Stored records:
-*-*-
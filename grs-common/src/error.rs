//! Error taxonomy for the shim.
//!
//! Three conditions matter: the proxy being unreachable (reported to the
//! user, exit 1), a protocol violation (fatal, never confused with the
//! remote command's own exit code), and failure to exec the real git
//! binary (fatal, propagated unchanged). Missing configuration is not an
//! error anywhere in the shim.

use std::path::PathBuf;
use thiserror::Error;

use crate::protocol::ProtocolError;

#[derive(Debug, Error)]
pub enum ShimError {
    /// Could not connect to the proxy daemon.
    #[error("unable to connect to git proxy at {endpoint}: {source}")]
    ProxyUnreachable {
        endpoint: String,
        #[source]
        source: std::io::Error,
    },

    /// The daemon broke the response-frame contract.
    #[error(transparent)]
    Protocol(#[from] ProtocolError),

    /// Replacing the process image with the real git binary failed.
    #[error("failed to exec real git at {path}: {source}")]
    Exec {
        path: PathBuf,
        #[source]
        source: std::io::Error,
    },

    /// The config file exists but could not be read or parsed.
    #[error("invalid config file {path}: {message}")]
    Config { path: PathBuf, message: String },

    /// Failed to encode the proxy request.
    #[error("failed to encode proxy request: {0}")]
    Encode(#[from] serde_json::Error),

    /// Socket or stdout I/O failure mid-conversation.
    #[error(transparent)]
    Io(#[from] std::io::Error),
}
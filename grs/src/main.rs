//! Git Relay Shim - command interception entrypoint.
//!
//! Invoked exactly as git would be. Each invocation runs one of three
//! branches and exits from within it: passthrough to the real binary
//! (directory not managed), a local intrinsic resolution, or a one-shot
//! forward to the git proxy daemon.

#![forbid(unsafe_code)]

mod client;
mod intrinsic;
mod passthrough;

use anyhow::Context;
use grs_common::protocol::ProxyRequest;
use grs_common::{find_managed_root, load_config};
use std::env;
use std::io::Write;
use std::path::Path;
use tracing::debug;
use tracing_subscriber::{EnvFilter, fmt, prelude::*};

#[tokio::main(flavor = "current_thread")]
async fn main() -> anyhow::Result<()> {
    init_logging();

    let args: Vec<String> = env::args().skip(1).collect();
    let config = load_config()?;
    let cwd = env::current_dir().context("failed to resolve current directory")?;

    let Some(managed_root) = find_managed_root(&cwd, &config.managed_dirs_path()) else {
        debug!(cwd = %cwd.display(), "directory not managed, passing through");
        // Only returns on exec failure.
        return Err(passthrough::passthrough(&config.real_git_path(), &args).into());
    };

    if let Some(resolution) = intrinsic::resolve(&args, &managed_root) {
        debug!(?args, "resolved intrinsically");
        let mut stdout = std::io::stdout();
        stdout.write_all(resolution.stdout.as_bytes())?;
        stdout.flush()?;
        std::process::exit(resolution.exit_code);
    }

    let request = ProxyRequest::new(home_relative(&cwd), &args);
    let endpoint = config.proxy.endpoint();
    let client = match client::ProxyClient::connect(&endpoint).await {
        Ok(client) => client,
        Err(err) => {
            debug!(%err, "proxy connect failed");
            eprintln!("Unable to connect to git proxy; is your devbox syncer running?");
            std::process::exit(1);
        }
    };

    let code = client.run(&request).await?;
    std::process::exit(code);
}

/// Diagnostics go to stderr only; stdout belongs to the proxied command.
/// Off unless `GRS_LOG` selects a filter.
fn init_logging() {
    let filter = EnvFilter::try_from_env("GRS_LOG").unwrap_or_else(|_| EnvFilter::new("off"));
    tracing_subscriber::registry()
        .with(fmt::layer().with_writer(std::io::stderr).with_ansi(false))
        .with(filter)
        .init();
}

/// Working directory as the proxy expects it: relative to `$HOME`.
fn home_relative(cwd: &Path) -> String {
    match dirs::home_dir() {
        Some(home) => relative_to(cwd, &home),
        None => cwd.to_string_lossy().into_owned(),
    }
}

fn relative_to(cwd: &Path, home: &Path) -> String {
    match cwd.strip_prefix(home) {
        Ok(rel) if rel.as_os_str().is_empty() => ".".to_string(),
        Ok(rel) => rel.to_string_lossy().into_owned(),
        // Outside $HOME: send the absolute path rather than a ../ chain.
        Err(_) => cwd.to_string_lossy().into_owned(),
    }
}
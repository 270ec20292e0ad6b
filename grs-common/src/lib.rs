//! Shared types and utilities for the Git Relay Shim.
//!
//! The shim (`grs`) stands in for git on devboxes. This crate holds the
//! pieces shared between the shim binary and its tests: the wire protocol
//! spoken with the git proxy daemon, the shim configuration, the
//! managed-directory classifier, and the error taxonomy.

pub mod config;
pub mod error;
pub mod managed;
pub mod protocol;

pub use config::{ShimConfig, load_config};
pub use error::ShimError;
pub use managed::find_managed_root;
pub use protocol::{ProtocolError, ProxyRequest, ResponseFrame};
use std::fmt;
use std::sync::OnceLock;

use crate::val::{Type, Value};

/// A placeholder for a JSON document which has not been parsed yet.
///
/// The raw bytes and the type of the top-level value are known up front,
/// so that type checks and size estimates never require a parse. The full
/// value is parsed on first access and cached from then on.
#[derive(Clone)]
pub struct Parsed {
	raw: Vec<u8>,
	kind: Type,
	parsed: OnceLock<Box<Value>>,
}

impl Parsed {
	/// Wraps raw JSON bytes whose top-level type has already been identified
	pub fn new(raw: Vec<u8>, kind: Type) -> Self {
		Self {
			raw,
			kind,
			parsed: OnceLock::new(),
		}
	}
	/// Wraps raw JSON bytes, identifying the top-level type from the first
	/// significant byte
	pub fn from_json(raw: impl Into<Vec<u8>>) -> Self {
		let raw = raw.into();
		let kind = Self::identify(&raw);
		Self::new(raw, kind)
	}
	/// The type of the top-level value, without parsing it
	pub fn kind(&self) -> Type {
		self.kind
	}
	/// The unparsed document
	pub fn raw(&self) -> &[u8] {
		&self.raw
	}
	/// Whether the document has been parsed already
	pub fn is_parsed(&self) -> bool {
		self.parsed.get().is_some()
	}
	/// The parsed document. Bytes which are not valid JSON are exposed as
	/// a binary value.
	pub fn value(&self) -> &Value {
		self.parsed.get_or_init(|| {
			let value = match serde_json::from_slice::<serde_json::Value>(&self.raw) {
				Ok(v) => Value::from(v),
				Err(e) => {
					trace!("Unable to parse document of {} bytes: {e}", self.raw.len());
					Value::Binary(self.raw.clone())
				}
			};
			Box::new(value)
		})
	}
	/// Consumes the placeholder, returning the parsed document
	pub fn into_value(self) -> Value {
		self.value();
		match self.parsed.into_inner() {
			Some(v) => *v,
			None => Value::Binary(self.raw),
		}
	}
	pub(crate) fn size(&self) -> u64 {
		self.raw.len() as u64
	}
	fn identify(raw: &[u8]) -> Type {
		match raw.iter().find(|b| !b.is_ascii_whitespace()) {
			Some(b'{') => Type::Object,
			Some(b'[') => Type::Array,
			Some(b'"') => Type::String,
			Some(b't' | b'f') => Type::Boolean,
			Some(b'n') => Type::Null,
			Some(b'-' | b'0'..=b'9') => Type::Number,
			Some(_) => Type::Binary,
			None => Type::Missing,
		}
	}
}

impl fmt::Debug for Parsed {
	fn fmt(&self, f: &mut fmt::Formatter<'_>) -> fmt::Result {
		f.debug_struct("Parsed")
			.field("kind", &self.kind)
			.field("len", &self.raw.len())
			.field("parsed", &self.is_parsed())
			.finish()
	}
}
-*-*-
> _Task instructions_:
Transcribe the data in full, matching every line exactly.

> _Result for this exercise_:
filename grs-common/src/error.rs
//! Error taxonomy for the shim.
//!
//! Three conditions matter: the proxy being unreachable (reported to the
//! user, exit 1), a protocol violation (fatal, never confused with the
//! remote command's own exit code), and failure to exec the real git
//! binary (fatal, propagated unchanged). Missing configuration is not an
//! error anywhere in the shim.

use std::path::PathBuf;
use thiserror::Error;

use crate::protocol::ProtocolError;

#[derive(Debug, Error)]
pub enum ShimError {
    /// Could not connect to the proxy daemon.
    #[error("unable to connect to git proxy at {endpoint}: {source}")]
    ProxyUnreachable {
        endpoint: String,
        #[source]
        source: std::io::Error,
    },

    /// The daemon broke the response-frame contract.
    #[error(transparent)]
    Protocol(#[from] ProtocolError),

    /// Replacing the process image with the real git binary failed.
    #[error("failed to exec real git at {path}: {source}")]
    Exec {
        path: PathBuf,
        #[source]
        source: std::io::Error,
    },

    /// The config file exists but could not be read or parsed.
    #[error("invalid config file {path}: {message}")]
    Config { path: PathBuf, message: String },

    /// Failed to encode the proxy request.
    #[error("failed to encode proxy request: {0}")]
    Encode(#[from] serde_json::Error),

    /// Socket or stdout I/O failure mid-conversation.
    #[error(transparent)]
    Io(#[from] std::io::Error),
}
filename grs/src/main.rs
//! Git Relay Shim - command interception entrypoint.
//!
//! Invoked exactly as git would be. Each invocation runs one of three
//! branches and exits from within it: passthrough to the real binary
//! (directory not managed), a local intrinsic resolution, or a one-shot
//! forward to the git proxy daemon.

#![forbid(unsafe_code)]

mod client;
mod intrinsic;
mod passthrough;

use anyhow::Context;
use grs_common::protocol::ProxyRequest;
use grs_common::{find_managed_root, load_config};
use std::env;
use std::io::Write;
use std::path::Path;
use tracing::debug;
use tracing_subscriber::{EnvFilter, fmt, prelude::*};

#[tokio::main(flavor = "current_thread")]
async fn main() -> anyhow::Result<()> {
    init_logging();

    let args: Vec<String> = env::args().skip(1).collect();
    let config = load_config()?;
    let cwd = env::current_dir().context("failed to resolve current directory")?;

    let Some(managed_root) = find_managed_root(&cwd, &config.managed_dirs_path()) else {
        debug!(cwd = %cwd.display(), "directory not managed, passing through");
        // Only returns on exec failure.
        return Err(passthrough::passthrough(&config.real_git_path(), &args).into());
    };

    if let Some(resolution) = intrinsic::resolve(&args, &managed_root) {
        debug!(?args, "resolved intrinsically");
        let mut stdout = std::io::stdout();
        stdout.write_all(resolution.stdout.as_bytes())?;
        stdout.flush()?;
        std::process::exit(resolution.exit_code);
    }

    let request = ProxyRequest::new(home_relative(&cwd), &args);
    let endpoint = config.proxy.endpoint();
    let client = match client::ProxyClient::connect(&endpoint).await {
        Ok(client) => client,
        Err(err) => {
            debug!(%err, "proxy connect failed");
            eprintln!("Unable to connect to git proxy; is your devbox syncer running?");
            std::process::exit(1);
        }
    };

    let code = client.run(&request).await?;
    std::process::exit(code);
}

/// Diagnostics go to stderr only; stdout belongs to the proxied command.
/// Off unless `GRS_LOG` selects a filter.
fn init_logging() {
    let filter = EnvFilter::try_from_env("GRS_LOG").unwrap_or_else(|_| EnvFilter::new("off"));
    tracing_subscriber::registry()
        .with(fmt::layer().with_writer(std::io::stderr).with_ansi(false))
        .with(filter)
        .init();
}

/// Working directory as the proxy expects it: relative to `$HOME`.
fn home_relative(cwd: &Path) -> String {
    match dirs::home_dir() {
        Some(home) => relative_to(cwd, &home),
        None => cwd.to_string_lossy().into_owned(),
    }
}

fn relative_to(cwd: &Path, home: &Path) -> String {
    match cwd.strip_prefix(home) {
        Ok(rel) if rel.as_os_str().is_empty() => ".".to_string(),
        Ok(rel) => rel.to_string_lossy().into_owned(),
        // Outside $HOME: send the absolute path rather than a ../ chain.
        Err(_) => cwd.to_string_lossy().into_owned(),
    }
}
repository 270ec20292e0ad6b
filename grs-common/src/lib.rs
//! Shared types and utilities for the Git Relay Shim.
//!
//! The shim (`grs`) stands in for git on devboxes. This crate holds the
//! pieces shared between the shim binary and its tests: the wire protocol
//! spoken with the git proxy daemon, the shim configuration, the
//! managed-directory classifier, and the error taxonomy.

pub mod config;
pub mod error;
pub mod managed;
pub mod protocol;

pub use config::{ShimConfig, load_config};
pub use error::ShimError;
pub use managed::find_managed_root;
pub use protocol::{ProtocolError, ProxyRequest, ResponseFrame};
use std::fmt;
use std::sync::OnceLock;

use crate::val::{Type, Value};

/// A placeholder for a JSON document which has not been parsed yet.
///
/// The raw bytes and the type of the top-level value are known up front,
/// so that type checks and size estimates never require a parse. The full
/// value is parsed on first access and cached from then on.
#[derive(Clone)]
pub struct Parsed {
	raw: Vec<u8>,
	kind: Type,
	parsed: OnceLock<Box<Value>>,
}

impl Parsed {
	/// Wraps raw JSON bytes whose top-level type has already been identified
	pub fn new(raw: Vec<u8>, kind: Type) -> Self {
		Self {
			raw,
			kind,
			parsed: OnceLock::new(),
		}
	}
	/// Wraps raw JSON bytes, identifying the top-level type from the first
	/// significant byte
	pub fn from_json(raw: impl Into<Vec<u8>>) -> Self {
		let raw = raw.into();
		let kind = Self::identify(&raw);
		Self::new(raw, kind)
	}
	/// The type of the top-level value, without parsing it
	pub fn kind(&self) -> Type {
		self.kind
	}
	/// The unparsed document
	pub fn raw(&self) -> &[u8] {
		&self.raw
	}
	/// Whether the document has been parsed already
	pub fn is_parsed(&self) -> bool {
		self.parsed.get().is_some()
	}
	/// The parsed document. Bytes which are not valid JSON are exposed as
	/// a binary value.
	pub fn value(&self) -> &Value {
		self.parsed.get_or_init(|| {
			let value = match serde_json::from_slice::<serde_json::Value>(&self.raw) {
				Ok(v) => Value::from(v),
				Err(e) => {
					trace!("Unable to parse document of {} bytes: {e}", self.raw.len());
					Value::Binary(self.raw.clone())
				}
			};
			Box::new(value)
		})
	}
	/// Consumes the placeholder, returning the parsed document
	pub fn into_value(self) -> Value {
		self.value();
		match self.parsed.into_inner() {
			Some(v) => *v,
			None => Value::Binary(self.raw),
		}
	}
	pub(crate) fn size(&self) -> u64 {
		self.raw.len() as u64
	}
	fn identify(raw: &[u8]) -> Type {
		match raw.iter().find(|b| !b.is_ascii_whitespace()) {
			Some(b'{') => Type::Object,
			Some(b'[') => Type::Array,
			Some(b'"') => Type::String,
			Some(b't' | b'f') => Type::Boolean,
			Some(b'n') => Type::Null,
			Some(b'-' | b'0'..=b'9') => Type::Number,
			Some(_) => Type::Binary,
			None => Type::Missing,
		}
	}
}

impl fmt::Debug for Parsed {
	fn fmt(&self, f: &mut fmt::Formatter<'_>) -> fmt::Result {
		f.debug_struct("Parsed")
			.field("kind", &self.kind)
			.field("len", &self.raw.len())
			.field("parsed", &self.is_parsed())
			.finish()
	}
}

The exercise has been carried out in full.